Free Treats! And now I want to ruin 3 lucky Erin Cooks readers’ diets (Note: Unfortunately this offer is only open to U.S. residents). Here’s the catch: all you have to do is leave a comment on this post with a question for me to potentially answer for “Ask Erin Cooks.” I’ll pick my favorites, no doubt with a little assistance from live-in taste tester CK, and you’ll win free ice cream! Believe me when I say that there’s almost nothing as fabulous as getting ice cream in the mail. You’ll be the envy of all your neighbors who only receive packages of books from amazon.com and credit card offers.

If you win, your frosty package may contain the following delicious treats: Vanilla Honey Bee, Pomegranate Chip, Frozen Yogurt with Vanilla Honey and Granola, Fleur De Sel Caramel, and a box of snack size Vanilla and Almond Ice Cream Bars. They even throw in a packet of “Bee Friendly Seeds” for you to plant. What more could you ask for?!

So get your thinking caps on, but not too tight, and submit your questions below. Your ice cream is waiting! The winners will be announced on Monday.

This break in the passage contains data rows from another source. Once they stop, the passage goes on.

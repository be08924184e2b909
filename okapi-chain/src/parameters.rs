//! Network-wide parameters.

use std::{fmt, io};

use byteorder::{LittleEndian, ReadBytesExt, WriteBytesExt};
use serde::{Deserialize, Serialize};

use crate::serialization::{
    sha256d, OkapiDeserialize, OkapiSerialize, ReadOkapiExt, SerializationError, WriteOkapiExt,
    MAX_PROTOCOL_MESSAGE_LEN,
};

/// The hash identifying a network parameters snapshot.
#[derive(Copy, Clone, Eq, PartialEq, Ord, PartialOrd, Hash, Serialize, Deserialize)]
pub struct Hash(pub [u8; 32]);

impl Hash {
    /// Compute the hash of a canonically serialized parameters snapshot.
    pub fn compute(bytes: &[u8]) -> Self {
        use io::Write;

        let mut writer = sha256d::Writer::default();
        writer
            .write_all(bytes)
            .expect("writing to a hasher never fails");
        Self(writer.finish())
    }
}

impl From<[u8; 32]> for Hash {
    fn from(bytes: [u8; 32]) -> Self {
        Self(bytes)
    }
}

impl fmt::Display for Hash {
    fn fmt(&self, f: &mut fmt::Formatter) -> fmt::Result {
        f.write_str(&hex::encode(self.0))
    }
}

impl fmt::Debug for Hash {
    fn fmt(&self, f: &mut fmt::Formatter) -> fmt::Result {
        f.debug_tuple("parameters::Hash")
            .field(&hex::encode(self.0))
            .finish()
    }
}

impl std::str::FromStr for Hash {
    type Err = SerializationError;

    fn from_str(s: &str) -> Result<Self, Self::Err> {
        let mut bytes = [0; 32];
        if hex::decode_to_slice(s, &mut bytes[..]).is_err() {
            Err(SerializationError::Parse("hex decoding error"))
        } else {
            Ok(Hash(bytes))
        }
    }
}

impl OkapiSerialize for Hash {
    fn okapi_serialize<W: io::Write>(&self, mut writer: W) -> Result<(), io::Error> {
        writer.write_32_bytes(&self.0)
    }
}

impl OkapiDeserialize for Hash {
    fn okapi_deserialize<R: io::Read>(mut reader: R) -> Result<Self, SerializationError> {
        Ok(Hash(reader.read_32_bytes()?))
    }
}

/// A snapshot of the parameters every participant on the network agrees on.
///
/// Transactions are verified against a specific snapshot, identified by its
/// [`Hash`]; the external verifier asks the node for snapshots it has not
/// seen before.
#[derive(Copy, Clone, Debug, Eq, PartialEq, Serialize, Deserialize)]
pub struct NetworkParameters {
    /// The monotonically increasing version of this snapshot.
    pub epoch: u32,
    /// The minimum platform version participants must run.
    pub min_platform_version: u32,
    /// The maximum size of a network message, in bytes.
    pub max_message_size: u32,
    /// The maximum size of a serialized transaction, in bytes.
    pub max_transaction_size: u32,
}

impl NetworkParameters {
    /// The hash identifying this snapshot.
    pub fn hash(&self) -> Hash {
        let bytes = self
            .okapi_serialize_to_vec()
            .expect("serializing fixed-width fields never fails");
        Hash::compute(&bytes)
    }
}

impl Default for NetworkParameters {
    fn default() -> Self {
        NetworkParameters {
            epoch: 1,
            min_platform_version: 1,
            max_message_size: MAX_PROTOCOL_MESSAGE_LEN as u32,
            max_transaction_size: 10 * 1024 * 1024,
        }
    }
}

impl OkapiSerialize for NetworkParameters {
    fn okapi_serialize<W: io::Write>(&self, mut writer: W) -> Result<(), io::Error> {
        writer.write_u32::<LittleEndian>(self.epoch)?;
        writer.write_u32::<LittleEndian>(self.min_platform_version)?;
        writer.write_u32::<LittleEndian>(self.max_message_size)?;
        writer.write_u32::<LittleEndian>(self.max_transaction_size)
    }
}

impl OkapiDeserialize for NetworkParameters {
    fn okapi_deserialize<R: io::Read>(mut reader: R) -> Result<Self, SerializationError> {
        Ok(NetworkParameters {
            epoch: reader.read_u32::<LittleEndian>()?,
            min_platform_version: reader.read_u32::<LittleEndian>()?,
            max_message_size: reader.read_u32::<LittleEndian>()?,
            max_transaction_size: reader.read_u32::<LittleEndian>()?,
        })
    }
}

#[cfg(test)]
mod tests {
    use super::*;

    #[test]
    fn snapshot_hash_changes_with_epoch() {
        let params = NetworkParameters::default();
        let bumped = NetworkParameters {
            epoch: params.epoch + 1,
            ..params
        };

        assert_eq!(params.hash(), params.hash());
        assert_ne!(params.hash(), bumped.hash());
    }
}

{ 35 comments… read them below or add one }

1 Anna April 10, 2008 at 11:17 am

Since you already answered an Ask Erin Cooks question of mine AND I’m lactose intolerant, I will withdraw myself from the potential running, I just wanted to comment and thank you for the Vanilla Ice reference. That’s enough of a treat for me ;)

Good Luck everyone!!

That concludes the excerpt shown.